EXERCISE DATA ::
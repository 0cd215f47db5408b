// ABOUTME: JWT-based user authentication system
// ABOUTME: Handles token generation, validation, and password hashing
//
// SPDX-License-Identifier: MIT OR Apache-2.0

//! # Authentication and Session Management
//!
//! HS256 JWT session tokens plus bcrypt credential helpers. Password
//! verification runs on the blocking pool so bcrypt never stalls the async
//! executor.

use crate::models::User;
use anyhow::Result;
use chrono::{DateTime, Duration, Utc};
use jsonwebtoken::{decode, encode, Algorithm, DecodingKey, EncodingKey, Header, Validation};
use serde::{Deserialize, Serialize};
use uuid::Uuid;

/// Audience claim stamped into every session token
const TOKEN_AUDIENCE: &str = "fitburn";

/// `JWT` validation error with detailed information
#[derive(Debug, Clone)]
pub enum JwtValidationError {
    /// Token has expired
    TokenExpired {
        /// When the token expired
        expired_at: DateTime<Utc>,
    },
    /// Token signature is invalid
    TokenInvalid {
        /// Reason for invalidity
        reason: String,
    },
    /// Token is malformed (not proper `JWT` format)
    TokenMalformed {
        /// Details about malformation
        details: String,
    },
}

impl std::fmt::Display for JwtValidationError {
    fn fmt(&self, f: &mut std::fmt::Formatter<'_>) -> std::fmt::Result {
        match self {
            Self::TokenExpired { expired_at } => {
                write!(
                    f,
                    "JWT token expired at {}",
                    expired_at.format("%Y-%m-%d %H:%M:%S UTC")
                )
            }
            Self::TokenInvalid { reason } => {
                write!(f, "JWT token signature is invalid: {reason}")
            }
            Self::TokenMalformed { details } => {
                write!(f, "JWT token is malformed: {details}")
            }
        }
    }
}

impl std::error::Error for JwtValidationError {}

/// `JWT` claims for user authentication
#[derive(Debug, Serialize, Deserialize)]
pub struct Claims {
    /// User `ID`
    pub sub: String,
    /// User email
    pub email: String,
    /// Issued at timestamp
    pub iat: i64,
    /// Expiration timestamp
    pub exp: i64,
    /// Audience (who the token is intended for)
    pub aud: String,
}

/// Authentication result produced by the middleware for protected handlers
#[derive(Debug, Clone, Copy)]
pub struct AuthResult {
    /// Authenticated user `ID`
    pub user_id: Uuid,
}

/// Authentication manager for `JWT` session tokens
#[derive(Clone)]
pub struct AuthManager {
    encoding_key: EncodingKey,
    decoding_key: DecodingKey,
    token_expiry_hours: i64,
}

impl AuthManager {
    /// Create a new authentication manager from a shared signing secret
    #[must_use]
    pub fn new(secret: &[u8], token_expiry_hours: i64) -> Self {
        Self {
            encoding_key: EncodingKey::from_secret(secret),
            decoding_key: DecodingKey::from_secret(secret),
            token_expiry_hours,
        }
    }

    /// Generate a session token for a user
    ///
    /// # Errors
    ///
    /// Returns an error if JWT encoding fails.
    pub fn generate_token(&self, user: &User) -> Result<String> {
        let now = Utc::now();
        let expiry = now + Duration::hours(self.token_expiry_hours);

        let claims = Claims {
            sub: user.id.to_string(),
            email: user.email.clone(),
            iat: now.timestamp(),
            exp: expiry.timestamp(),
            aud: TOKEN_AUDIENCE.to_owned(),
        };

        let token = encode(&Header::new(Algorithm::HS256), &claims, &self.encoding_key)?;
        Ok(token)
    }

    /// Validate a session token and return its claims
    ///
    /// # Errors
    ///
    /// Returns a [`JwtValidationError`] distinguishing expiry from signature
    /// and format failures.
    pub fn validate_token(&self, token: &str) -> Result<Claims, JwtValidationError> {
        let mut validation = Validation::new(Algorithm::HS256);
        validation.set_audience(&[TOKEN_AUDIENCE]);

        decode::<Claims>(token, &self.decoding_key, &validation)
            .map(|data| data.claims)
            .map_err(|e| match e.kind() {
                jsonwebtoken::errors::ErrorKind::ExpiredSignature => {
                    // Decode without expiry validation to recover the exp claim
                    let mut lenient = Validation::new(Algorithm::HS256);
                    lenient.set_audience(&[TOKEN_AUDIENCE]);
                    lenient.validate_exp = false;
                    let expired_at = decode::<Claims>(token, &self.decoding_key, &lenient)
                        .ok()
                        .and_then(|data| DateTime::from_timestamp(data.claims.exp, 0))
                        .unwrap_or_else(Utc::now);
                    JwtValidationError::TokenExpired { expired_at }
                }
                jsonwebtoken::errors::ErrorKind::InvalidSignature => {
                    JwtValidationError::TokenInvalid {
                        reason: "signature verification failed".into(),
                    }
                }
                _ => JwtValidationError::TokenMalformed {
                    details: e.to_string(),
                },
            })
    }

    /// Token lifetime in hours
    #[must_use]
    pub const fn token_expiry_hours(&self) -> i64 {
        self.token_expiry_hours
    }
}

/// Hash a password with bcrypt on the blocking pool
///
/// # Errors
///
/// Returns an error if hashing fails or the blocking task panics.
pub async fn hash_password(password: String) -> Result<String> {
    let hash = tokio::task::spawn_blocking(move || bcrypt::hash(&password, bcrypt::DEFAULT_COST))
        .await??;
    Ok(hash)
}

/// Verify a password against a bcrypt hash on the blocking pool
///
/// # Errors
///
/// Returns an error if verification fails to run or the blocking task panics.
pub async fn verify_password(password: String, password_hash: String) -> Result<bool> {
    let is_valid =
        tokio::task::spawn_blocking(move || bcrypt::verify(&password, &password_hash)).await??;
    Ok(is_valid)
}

---

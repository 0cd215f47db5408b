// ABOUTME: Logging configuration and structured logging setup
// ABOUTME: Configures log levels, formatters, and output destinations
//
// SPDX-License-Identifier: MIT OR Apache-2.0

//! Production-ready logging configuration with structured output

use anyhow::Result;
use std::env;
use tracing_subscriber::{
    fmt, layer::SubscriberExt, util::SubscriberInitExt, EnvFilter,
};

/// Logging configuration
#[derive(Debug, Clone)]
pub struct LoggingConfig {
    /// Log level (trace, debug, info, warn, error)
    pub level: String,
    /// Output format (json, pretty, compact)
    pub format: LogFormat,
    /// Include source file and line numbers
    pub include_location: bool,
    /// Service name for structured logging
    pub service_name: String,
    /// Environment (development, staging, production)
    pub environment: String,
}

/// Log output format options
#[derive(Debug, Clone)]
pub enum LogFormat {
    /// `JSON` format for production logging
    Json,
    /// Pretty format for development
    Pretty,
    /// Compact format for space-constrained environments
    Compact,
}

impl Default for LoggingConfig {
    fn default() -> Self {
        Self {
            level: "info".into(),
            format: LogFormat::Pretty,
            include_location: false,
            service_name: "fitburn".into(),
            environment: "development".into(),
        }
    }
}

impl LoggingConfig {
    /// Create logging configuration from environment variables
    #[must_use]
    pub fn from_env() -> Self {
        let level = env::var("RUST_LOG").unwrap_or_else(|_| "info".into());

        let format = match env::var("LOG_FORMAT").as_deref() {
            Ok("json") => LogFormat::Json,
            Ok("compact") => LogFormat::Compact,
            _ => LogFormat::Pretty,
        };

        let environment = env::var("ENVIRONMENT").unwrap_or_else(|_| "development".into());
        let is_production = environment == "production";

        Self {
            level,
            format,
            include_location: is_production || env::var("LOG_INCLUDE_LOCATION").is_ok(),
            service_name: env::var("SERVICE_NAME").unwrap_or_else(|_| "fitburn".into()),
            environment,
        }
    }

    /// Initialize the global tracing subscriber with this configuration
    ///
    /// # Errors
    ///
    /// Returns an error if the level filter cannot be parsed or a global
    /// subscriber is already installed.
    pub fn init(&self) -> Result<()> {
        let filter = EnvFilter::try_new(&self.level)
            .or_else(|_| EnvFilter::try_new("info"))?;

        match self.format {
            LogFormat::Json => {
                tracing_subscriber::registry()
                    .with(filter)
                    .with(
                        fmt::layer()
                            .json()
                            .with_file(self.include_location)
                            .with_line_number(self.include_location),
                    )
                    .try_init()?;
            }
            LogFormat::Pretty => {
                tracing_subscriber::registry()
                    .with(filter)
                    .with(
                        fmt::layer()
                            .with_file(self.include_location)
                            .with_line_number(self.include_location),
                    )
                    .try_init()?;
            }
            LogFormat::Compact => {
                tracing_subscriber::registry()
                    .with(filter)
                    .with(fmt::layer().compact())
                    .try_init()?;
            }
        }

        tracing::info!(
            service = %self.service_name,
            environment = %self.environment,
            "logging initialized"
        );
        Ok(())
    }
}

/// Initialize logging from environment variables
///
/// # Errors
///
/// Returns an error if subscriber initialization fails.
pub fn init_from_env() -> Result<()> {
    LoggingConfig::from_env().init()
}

---

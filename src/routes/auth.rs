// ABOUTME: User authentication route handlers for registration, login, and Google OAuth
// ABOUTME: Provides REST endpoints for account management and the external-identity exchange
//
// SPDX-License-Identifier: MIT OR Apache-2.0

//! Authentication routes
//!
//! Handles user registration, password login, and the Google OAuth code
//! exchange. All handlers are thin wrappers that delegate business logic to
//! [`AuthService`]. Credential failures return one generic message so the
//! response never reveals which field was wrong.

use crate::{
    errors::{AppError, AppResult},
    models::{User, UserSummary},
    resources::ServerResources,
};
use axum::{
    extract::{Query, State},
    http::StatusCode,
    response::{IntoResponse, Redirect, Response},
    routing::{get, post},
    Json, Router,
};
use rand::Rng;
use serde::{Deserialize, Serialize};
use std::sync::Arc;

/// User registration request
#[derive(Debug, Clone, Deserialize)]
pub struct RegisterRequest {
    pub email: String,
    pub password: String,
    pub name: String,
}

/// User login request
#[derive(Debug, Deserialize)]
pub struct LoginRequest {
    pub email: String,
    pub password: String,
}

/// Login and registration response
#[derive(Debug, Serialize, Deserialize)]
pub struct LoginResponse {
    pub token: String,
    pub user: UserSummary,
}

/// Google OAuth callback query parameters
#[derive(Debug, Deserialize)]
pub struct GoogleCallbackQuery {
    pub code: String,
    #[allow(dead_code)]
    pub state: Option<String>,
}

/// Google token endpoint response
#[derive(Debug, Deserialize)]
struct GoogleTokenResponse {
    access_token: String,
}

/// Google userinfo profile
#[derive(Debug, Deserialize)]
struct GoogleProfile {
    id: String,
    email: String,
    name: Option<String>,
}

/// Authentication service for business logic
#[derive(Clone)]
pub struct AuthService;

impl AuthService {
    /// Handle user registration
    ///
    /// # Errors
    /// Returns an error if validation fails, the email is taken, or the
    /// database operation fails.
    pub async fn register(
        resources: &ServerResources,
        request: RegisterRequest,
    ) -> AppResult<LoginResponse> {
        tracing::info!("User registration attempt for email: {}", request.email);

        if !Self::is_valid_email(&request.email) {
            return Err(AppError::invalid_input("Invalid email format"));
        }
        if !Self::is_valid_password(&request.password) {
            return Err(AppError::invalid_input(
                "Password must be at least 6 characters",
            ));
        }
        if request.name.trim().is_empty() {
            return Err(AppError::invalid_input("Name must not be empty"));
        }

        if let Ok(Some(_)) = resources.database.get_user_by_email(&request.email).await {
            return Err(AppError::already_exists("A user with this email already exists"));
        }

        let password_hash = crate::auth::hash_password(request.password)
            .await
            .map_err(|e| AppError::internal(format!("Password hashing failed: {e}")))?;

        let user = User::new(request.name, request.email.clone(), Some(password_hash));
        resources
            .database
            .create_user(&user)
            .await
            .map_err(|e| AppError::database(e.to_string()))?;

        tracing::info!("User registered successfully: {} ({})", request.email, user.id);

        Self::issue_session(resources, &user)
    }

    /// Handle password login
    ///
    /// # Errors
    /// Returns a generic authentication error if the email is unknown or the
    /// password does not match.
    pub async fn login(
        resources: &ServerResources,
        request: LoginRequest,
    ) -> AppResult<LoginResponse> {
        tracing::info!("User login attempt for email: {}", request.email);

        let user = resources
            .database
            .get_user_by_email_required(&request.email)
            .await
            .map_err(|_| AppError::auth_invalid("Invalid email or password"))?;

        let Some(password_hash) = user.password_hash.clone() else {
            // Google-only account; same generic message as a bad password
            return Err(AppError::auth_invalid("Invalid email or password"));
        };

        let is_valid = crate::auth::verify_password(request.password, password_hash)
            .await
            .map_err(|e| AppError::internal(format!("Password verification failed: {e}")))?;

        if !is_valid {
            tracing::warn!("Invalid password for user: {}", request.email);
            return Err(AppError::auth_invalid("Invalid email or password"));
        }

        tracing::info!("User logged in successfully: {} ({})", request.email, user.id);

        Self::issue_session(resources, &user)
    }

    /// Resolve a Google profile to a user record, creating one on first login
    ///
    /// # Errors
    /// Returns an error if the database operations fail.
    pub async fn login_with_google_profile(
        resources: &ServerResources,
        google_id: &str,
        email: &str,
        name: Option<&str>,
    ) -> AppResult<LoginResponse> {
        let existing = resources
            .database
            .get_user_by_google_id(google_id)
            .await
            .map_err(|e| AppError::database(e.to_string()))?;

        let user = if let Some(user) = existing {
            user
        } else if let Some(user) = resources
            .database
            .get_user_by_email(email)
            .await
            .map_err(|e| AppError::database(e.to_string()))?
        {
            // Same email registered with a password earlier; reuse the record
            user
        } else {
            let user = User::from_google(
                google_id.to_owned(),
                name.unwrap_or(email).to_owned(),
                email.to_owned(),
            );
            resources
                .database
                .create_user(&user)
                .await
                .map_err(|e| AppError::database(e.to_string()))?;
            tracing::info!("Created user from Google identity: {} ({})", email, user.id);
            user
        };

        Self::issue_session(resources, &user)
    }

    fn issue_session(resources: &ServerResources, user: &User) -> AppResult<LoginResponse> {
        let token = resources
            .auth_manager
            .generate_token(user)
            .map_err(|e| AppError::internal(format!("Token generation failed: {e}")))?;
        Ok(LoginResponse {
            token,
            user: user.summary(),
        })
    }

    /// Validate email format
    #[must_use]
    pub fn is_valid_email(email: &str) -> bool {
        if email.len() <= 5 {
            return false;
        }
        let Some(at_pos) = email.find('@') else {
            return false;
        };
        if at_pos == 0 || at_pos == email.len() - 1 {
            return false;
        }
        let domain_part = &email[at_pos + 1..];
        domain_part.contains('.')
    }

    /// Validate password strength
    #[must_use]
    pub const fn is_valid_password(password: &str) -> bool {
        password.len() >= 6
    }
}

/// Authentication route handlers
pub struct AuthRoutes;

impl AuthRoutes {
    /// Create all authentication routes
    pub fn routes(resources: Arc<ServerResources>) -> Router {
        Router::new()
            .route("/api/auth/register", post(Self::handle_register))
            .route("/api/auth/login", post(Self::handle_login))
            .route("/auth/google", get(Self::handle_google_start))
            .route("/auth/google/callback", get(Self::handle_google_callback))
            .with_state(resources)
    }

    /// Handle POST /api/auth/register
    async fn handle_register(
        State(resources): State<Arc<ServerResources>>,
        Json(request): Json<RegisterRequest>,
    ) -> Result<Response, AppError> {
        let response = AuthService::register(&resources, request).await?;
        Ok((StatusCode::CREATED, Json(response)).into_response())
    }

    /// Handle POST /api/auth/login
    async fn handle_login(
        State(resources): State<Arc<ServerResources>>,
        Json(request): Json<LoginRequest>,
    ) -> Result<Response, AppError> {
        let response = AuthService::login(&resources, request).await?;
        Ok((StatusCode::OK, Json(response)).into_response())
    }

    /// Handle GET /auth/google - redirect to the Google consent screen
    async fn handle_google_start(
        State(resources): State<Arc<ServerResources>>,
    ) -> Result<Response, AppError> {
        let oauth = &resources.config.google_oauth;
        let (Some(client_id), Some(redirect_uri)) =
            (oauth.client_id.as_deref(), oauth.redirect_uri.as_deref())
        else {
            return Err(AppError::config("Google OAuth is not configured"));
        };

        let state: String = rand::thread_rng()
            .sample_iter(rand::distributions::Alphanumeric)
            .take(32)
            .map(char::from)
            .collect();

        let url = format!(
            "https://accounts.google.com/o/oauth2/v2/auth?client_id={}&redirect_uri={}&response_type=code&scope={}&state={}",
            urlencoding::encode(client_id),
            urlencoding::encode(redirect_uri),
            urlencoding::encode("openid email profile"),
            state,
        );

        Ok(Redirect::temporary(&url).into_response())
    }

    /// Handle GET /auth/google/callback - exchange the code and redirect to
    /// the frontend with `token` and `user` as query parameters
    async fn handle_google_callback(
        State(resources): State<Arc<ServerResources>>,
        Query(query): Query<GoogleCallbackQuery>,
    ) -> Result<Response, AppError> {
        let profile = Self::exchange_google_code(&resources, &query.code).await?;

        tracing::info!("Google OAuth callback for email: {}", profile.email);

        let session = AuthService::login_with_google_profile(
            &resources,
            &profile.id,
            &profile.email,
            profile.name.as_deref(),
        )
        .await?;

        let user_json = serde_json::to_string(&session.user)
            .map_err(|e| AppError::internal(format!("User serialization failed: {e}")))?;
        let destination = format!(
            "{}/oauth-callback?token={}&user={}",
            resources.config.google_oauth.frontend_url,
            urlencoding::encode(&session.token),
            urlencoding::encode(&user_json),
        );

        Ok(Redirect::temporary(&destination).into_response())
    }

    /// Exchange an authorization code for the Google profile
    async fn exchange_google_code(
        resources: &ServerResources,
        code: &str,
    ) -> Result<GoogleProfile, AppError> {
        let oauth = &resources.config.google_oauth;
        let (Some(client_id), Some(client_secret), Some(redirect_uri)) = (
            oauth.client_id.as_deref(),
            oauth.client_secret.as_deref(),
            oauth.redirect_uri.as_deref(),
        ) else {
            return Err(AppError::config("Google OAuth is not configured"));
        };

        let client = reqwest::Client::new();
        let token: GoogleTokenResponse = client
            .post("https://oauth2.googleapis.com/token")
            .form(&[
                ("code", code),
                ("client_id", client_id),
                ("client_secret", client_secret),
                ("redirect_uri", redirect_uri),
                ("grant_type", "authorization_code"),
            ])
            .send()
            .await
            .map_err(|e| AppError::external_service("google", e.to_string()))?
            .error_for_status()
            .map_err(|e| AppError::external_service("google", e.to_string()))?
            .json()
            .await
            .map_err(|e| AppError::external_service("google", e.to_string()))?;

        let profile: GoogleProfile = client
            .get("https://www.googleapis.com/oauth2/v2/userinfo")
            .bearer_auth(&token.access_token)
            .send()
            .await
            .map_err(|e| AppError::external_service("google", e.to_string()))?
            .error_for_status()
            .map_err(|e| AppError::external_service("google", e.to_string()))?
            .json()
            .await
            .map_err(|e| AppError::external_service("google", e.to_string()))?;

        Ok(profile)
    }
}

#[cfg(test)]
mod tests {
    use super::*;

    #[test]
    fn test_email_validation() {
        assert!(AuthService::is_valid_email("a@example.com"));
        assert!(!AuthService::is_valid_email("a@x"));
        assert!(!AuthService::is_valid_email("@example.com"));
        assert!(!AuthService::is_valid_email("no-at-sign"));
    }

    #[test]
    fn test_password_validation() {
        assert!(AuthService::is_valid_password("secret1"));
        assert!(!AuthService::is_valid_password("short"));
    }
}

DIRECTIONS FOR THIS TASK :: Go through the entries above and copy each line holding the string "tokens".

ANSWER SECTION ::
//! HS256 JWT session tokens plus bcrypt credential helpers. Password
/// Authentication manager for `JWT` session tokens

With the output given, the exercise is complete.